Post by MNS CA » Wed Jan 10, 2018 11:42 pm

Tyler Aspect wrote:
Wed Jan 10, 2018 2:43 pm
My personal opinion is that in these high housing price cities it is no longer attractive to purchase a home there. Although I am sure the rental prices are also high, it is just a cost of staying in a place with good job opportunities.
Agreed. I'm in an unusual situation because my employer is giving me downpayment subsidy *if* I buy. It's a zero interest loan that is forgiven over 10 years of employment equal to roughly 15% of the purchase price for the kind of place I'd want to buy.

The problem is that I'm not thrilled with what I can buy right now, and keeping lots of cash on the sidelines while I'm looking at real estate seems very expensive.

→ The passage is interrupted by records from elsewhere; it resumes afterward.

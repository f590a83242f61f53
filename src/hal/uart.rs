//! Console UART boundary.
//!
//! ```text
//! UART RX ──▶ RxChannel::on_byte ──▶ RX queue      (interrupt context)
//! TX queue ──▶ ByteSink (UART driver)               (main loop)
//! ```
//!
//! Register programming, pin muxing and interrupt wiring belong to the
//! ESP-IDF driver; this module only moves bytes.

use crate::byte_queue::ByteQueue;
use crate::fault::{FaultCode, FaultState};
use crate::logging::LogStream;

/// Outbound byte sink.
///
/// Implementations must preserve write order and must not block for long;
/// buffering is their business.
pub trait ByteSink {
    /// Write a run of bytes.
    fn write_bytes(&mut self, bytes: &[u8]);

    /// Write a single byte.
    fn write_byte(&mut self, byte: u8) {
        self.write_bytes(&[byte]);
    }
}

impl<S: ByteSink + ?Sized> ByteSink for &mut S {
    fn write_bytes(&mut self, bytes: &[u8]) {
        (**self).write_bytes(bytes);
    }
}

/// UART configuration for the console port.
pub struct UartConfig {
    pub baud_rate: u32,
    pub tx_pin: u8,
    pub rx_pin: u8,
    /// Driver read timeout in RTOS ticks
    pub read_timeout_ticks: u32,
}

impl Default for UartConfig {
    fn default() -> Self {
        #[cfg(feature = "esp32p4")]
        {
            Self {
                baud_rate: 115200,
                tx_pin: 37, // UART0 TX on ESP32-P4
                rx_pin: 38, // UART0 RX on ESP32-P4
                read_timeout_ticks: 1,
            }
        }

        #[cfg(not(feature = "esp32p4"))]
        {
            Self {
                baud_rate: 115200,
                tx_pin: 43, // UART0 TX on ESP32-S3 (USB-UART bridge)
                rx_pin: 44, // UART0 RX on ESP32-S3
                read_timeout_ticks: 1,
            }
        }
    }
}

/// `core::fmt::Write` adapter that expands `\n` to `\r\n`.
///
/// Serial terminals in raw mode do not return to column 0 on LF.
pub struct CrlfWriter<S: ByteSink> {
    sink: S,
}

impl<S: ByteSink> CrlfWriter<S> {
    pub fn new(sink: S) -> Self {
        Self { sink }
    }

    /// Access the underlying sink
    pub fn sink_mut(&mut self) -> &mut S {
        &mut self.sink
    }

    pub fn into_inner(self) -> S {
        self.sink
    }
}

impl<S: ByteSink> core::fmt::Write for CrlfWriter<S> {
    fn write_str(&mut self, s: &str) -> core::fmt::Result {
        let mut rest = s.as_bytes();
        while let Some(pos) = rest.iter().position(|&b| b == b'\n') {
            self.sink.write_bytes(&rest[..pos]);
            self.sink.write_bytes(b"\r\n");
            rest = &rest[pos + 1..];
        }
        self.sink.write_bytes(rest);
        Ok(())
    }
}

/// Byte-arrival handler for the receive interrupt.
///
/// Only pushes into the RX queue; all editing happens later in the main
/// loop, which keeps the interrupt path O(1).
pub struct RxChannel<'a, const N: usize> {
    queue: &'a ByteQueue<N>,
    fault: &'a FaultState,
    log: &'a LogStream,
}

impl<'a, const N: usize> RxChannel<'a, N> {
    pub const fn new(queue: &'a ByteQueue<N>, fault: &'a FaultState, log: &'a LogStream) -> Self {
        Self { queue, fault, log }
    }

    /// Queue one received byte.
    ///
    /// On overflow the byte is lost, `FaultCode::RxOverrun` is latched with
    /// the running drop count, and a warning is logged.
    #[inline]
    pub fn on_byte(&self, byte: u8, now_us: i64) -> bool {
        if self.queue.push(byte) {
            return true;
        }

        let dropped = self.queue.dropped();
        self.fault.set(FaultCode::RxOverrun, dropped);
        crate::log_warn!(self.log, now_us, "rx overrun, {} bytes dropped", dropped);
        false
    }

    /// Queue a burst from the driver FIFO.
    ///
    /// Returns the number of bytes accepted.
    pub fn on_bytes(&self, bytes: &[u8], now_us: i64) -> usize {
        bytes.iter().filter(|&&b| self.on_byte(b, now_us)).count()
    }
}

/// ESP-IDF UART driver glue.
#[cfg(target_os = "espidf")]
pub mod esp {
    use super::{ByteSink, UartConfig};
    use crate::fault::{FaultCode, FaultState};

    use esp_idf_svc::hal::gpio;
    use esp_idf_svc::hal::peripheral::Peripheral;
    use esp_idf_svc::hal::uart::{self, UartDriver};
    use esp_idf_svc::sys::EspError;

    /// Initialize UART0 for the console (8N1, no flow control).
    pub fn init_console_uart<'d>(
        uart: impl Peripheral<P = uart::UART0> + 'd,
        tx_pin: impl Peripheral<P = impl gpio::OutputPin> + 'd,
        rx_pin: impl Peripheral<P = impl gpio::InputPin> + 'd,
        config: &UartConfig,
    ) -> Result<UartDriver<'d>, EspError> {
        let uart_config = uart::config::Config::default()
            .baudrate(esp_idf_svc::hal::units::Hertz(config.baud_rate));

        UartDriver::new(
            uart,
            tx_pin,
            rx_pin,
            Option::<gpio::AnyIOPin>::None, // CTS
            Option::<gpio::AnyIOPin>::None, // RTS
            &uart_config,
        )
    }

    /// Byte sink writing to the UART driver.
    ///
    /// Driver errors latch `FaultCode::UartError` instead of propagating;
    /// the console keeps running.
    pub struct EspUartSink<'u, 'd> {
        pub uart: &'u UartDriver<'d>,
        pub fault: &'u FaultState,
    }

    impl ByteSink for EspUartSink<'_, '_> {
        fn write_bytes(&mut self, bytes: &[u8]) {
            let mut rest = bytes;
            while !rest.is_empty() {
                match self.uart.write(rest) {
                    Ok(0) => break,
                    Ok(n) => rest = &rest[n..],
                    Err(e) => {
                        self.fault.set(FaultCode::UartError, e.code() as u32);
                        break;
                    }
                }
            }
        }
    }
}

I'm thinking, it should be safe to have a high equity allocation so I can save and afford more real estate because if there's an asset value crash, I'll win by buying real estate cheap with leverage, and if there isn't, the stock will go up faster than real estate.

The only danger would be if the stock market crashes and stays low but LA real estate maintains its price level. This seems unlikely to me.

I'm thinking if the stock market crashes, LA real estate probably goes down too by almost as much in percentage terms, and by more in dollar terms, since my net worth is less than the value of housing I'd buy with a mortgage.

Does that sound right?
riverguy wrote:
Wed Jan 10, 2018 2:39 pm
Pretty much all assets are correlated these days. Why do you think the stock market crashed when real estate did? I think you are overthinking this...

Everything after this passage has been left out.